We did something similar a couple of years ago, the kids loved it and it made all our lives easier them not being in holiday club so I say if you can afford it which it sounds like you comfortably can, then go for it! Enjoy (and ignore the weird opinions)

CrouchHigh6 · 29/06/2026 21:33

My husband is a teacher and I LOVE the school holidays. I don’t have to think about childcare, do any chores and the extent of my ‘mental load’ is to ask him to do 2-3 things that day.

if he has committed to starting a job in September I don’t buy the argument that he’ll get a taste for being a stay at home parent - sounds like your friends are envious.

Pistachiocake · 29/06/2026 21:36

Do these people go round telling everyone how to live their lives? Like telling anyone on maternity leave to get a side hustle? Or tell you not to take holidays/eat out because you should save your money?
It's great if a parents can take more time with their kids-life isn't all about working! Uness they pay your bills, it's nobody's business.

JLou08 · 29/06/2026 21:38

Your children get a whole summer with their father. It's really sad that people around you don't see how much that benefits your children. I think it was a great idea for him to have the summer off with them.

TheJuryIsOut · 29/06/2026 21:38

God yes definitely do it! Don't listen to other people, like you say he probably won't get the opportunity again and it will be lovely for the kids.

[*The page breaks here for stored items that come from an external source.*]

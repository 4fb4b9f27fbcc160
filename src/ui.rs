//! Small buffer-level drawing helpers shared by the dashboard components.

use ratatui::buffer::Buffer;
use ratatui::layout::Rect;
use ratatui::style::Style;
use ratatui::text::Span;

/// Display width of `text` in terminal cells.
pub(crate) fn text_width(text: &str) -> u16 {
    u16::try_from(Span::raw(text).width()).unwrap_or(u16::MAX)
}

/// Write `text` at (`x`, `y`), clipped to `bounds`. Out-of-bounds origins are
/// ignored rather than panicking.
pub(crate) fn safe_set_string(
    buffer: &mut Buffer,
    bounds: Rect,
    x: u16,
    y: u16,
    text: &str,
    style: Style,
) {
    let bounds = bounds.intersection(buffer.area);
    if bounds.width == 0 || bounds.height == 0 {
        return;
    }
    let max_x = bounds.x.saturating_add(bounds.width);
    let max_y = bounds.y.saturating_add(bounds.height);
    if x < bounds.x || x >= max_x || y < bounds.y || y >= max_y {
        return;
    }
    let available = max_x.saturating_sub(x);
    buffer.set_stringn(x, y, text, usize::from(available), style);
}

pub(crate) fn truncate_to_width(value: &str, width: usize) -> String {
    if value.chars().count() <= width {
        return value.to_string();
    }
    if width == 0 {
        return String::new();
    }
    let mut out: String = value.chars().take(width - 1).collect();
    out.push('…');
    out
}

/// A `width` x `height` rectangle centered in `area`, shrunk to fit.
pub(crate) fn centered_rect(area: Rect, width: u16, height: u16) -> Rect {
    let width = width.min(area.width);
    let height = height.min(area.height);
    Rect {
        x: area.x + (area.width - width) / 2,
        y: area.y + (area.height - height) / 2,
        width,
        height,
    }
}
//! Projects (a.k.a. workspaces): named bundles of notes, goals, window
//! layout and accumulated focus time, plus the store that persists them.

pub mod backup;
pub mod remote;
pub mod storage;
mod store;
pub mod sync;

use std::fmt;

use chrono::{DateTime, Utc};
use serde::{Deserialize, Serialize};
use thiserror::Error;

use crate::window::WindowRecord;

pub use remote::{MemoryTable, PostgrestTable, RemoteTable, WorkspaceRow};
pub use storage::{FileStorage, LocalStorage, MemoryStorage, StoreError};
pub use store::{Backend, ProjectStore, SwitchOutcome};
pub use sync::SyncWorker;

#[derive(Debug, Error, PartialEq, Eq)]
pub enum ProjectError {
    #[error("project name must not be empty")]
    EmptyName,
    #[error("{0} text must not be empty")]
    EmptyText(EntryKind),
    #[error("no {kind} at index {index} (have {len})")]
    IndexOutOfRange {
        kind: EntryKind,
        index: usize,
        len: usize,
    },
}

/// The two free-text lists every project carries.
#[derive(Debug, Clone, Copy, PartialEq, Eq)]
pub enum EntryKind {
    Note,
    Goal,
}

impl fmt::Display for EntryKind {
    fn fmt(&self, f: &mut fmt::Formatter<'_>) -> fmt::Result {
        match self {
            EntryKind::Note => write!(f, "note"),
            EntryKind::Goal => write!(f, "goal"),
        }
    }
}

/// One completed work phase of the focus timer.
#[derive(Debug, Clone, Copy, PartialEq, Eq, Serialize, Deserialize)]
#[serde(rename_all = "camelCase")]
pub struct FocusSession {
    pub completed_at: DateTime<Utc>,
    pub minutes: u32,
}

#[derive(Debug, Clone, PartialEq, Eq, Serialize, Deserialize)]
#[serde(rename_all = "camelCase")]
pub struct Project {
    pub id: String,
    pub name: String,
    #[serde(default)]
    pub notes: Vec<String>,
    #[serde(default)]
    pub goals: Vec<String>,
    #[serde(default)]
    pub windows: Vec<WindowRecord>,
    /// Seconds spent with this project open.
    #[serde(default)]
    pub total_productivity_time: u64,
    #[serde(default)]
    pub focus_sessions: Vec<FocusSession>,
    #[serde(default)]
    pub created_at: DateTime<Utc>,
}

impl Project {
    pub fn new(id: impl Into<String>, name: impl Into<String>) -> Self {
        Self {
            id: id.into(),
            name: name.into(),
            notes: Vec::new(),
            goals: Vec::new(),
            windows: Vec::new(),
            total_productivity_time: 0,
            focus_sessions: Vec::new(),
            created_at: Utc::now(),
        }
    }

    pub fn entries(&self, kind: EntryKind) -> &[String] {
        match kind {
            EntryKind::Note => &self.notes,
            EntryKind::Goal => &self.goals,
        }
    }

    fn entries_mut(&mut self, kind: EntryKind) -> &mut Vec<String> {
        match kind {
            EntryKind::Note => &mut self.notes,
            EntryKind::Goal => &mut self.goals,
        }
    }

    /// Append trimmed text; returns the new entry's index.
    pub fn add_entry(&mut self, kind: EntryKind, text: &str) -> Result<usize, ProjectError> {
        let text = text.trim();
        if text.is_empty() {
            return Err(ProjectError::EmptyText(kind));
        }
        let entries = self.entries_mut(kind);
        entries.push(text.to_string());
        Ok(entries.len() - 1)
    }

    pub fn update_entry(
        &mut self,
        kind: EntryKind,
        index: usize,
        text: &str,
    ) -> Result<(), ProjectError> {
        let text = text.trim();
        if text.is_empty() {
            return Err(ProjectError::EmptyText(kind));
        }
        let entries = self.entries_mut(kind);
        let len = entries.len();
        let slot = entries
            .get_mut(index)
            .ok_or(ProjectError::IndexOutOfRange { kind, index, len })?;
        *slot = text.to_string();
        Ok(())
    }

    pub fn remove_entry(&mut self, kind: EntryKind, index: usize) -> Result<String, ProjectError> {
        let entries = self.entries_mut(kind);
        let len = entries.len();
        if index >= len {
            return Err(ProjectError::IndexOutOfRange { kind, index, len });
        }
        Ok(entries.remove(index))
    }
}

hugasaurus · 29/06/2026 21:39

Sounds great to me! And makes total sense. Very weird comments to have received! I would be delighted for my DH if he could get six weeks off between jobs to enjoy the summer, and vice versa.

YourKonstantine · 29/06/2026 21:40

Similar situation here, I am thrilled for him to have a break! He’s been providing for us financially since day dot and doesn’t even get annual leave (self employed). He deserves it.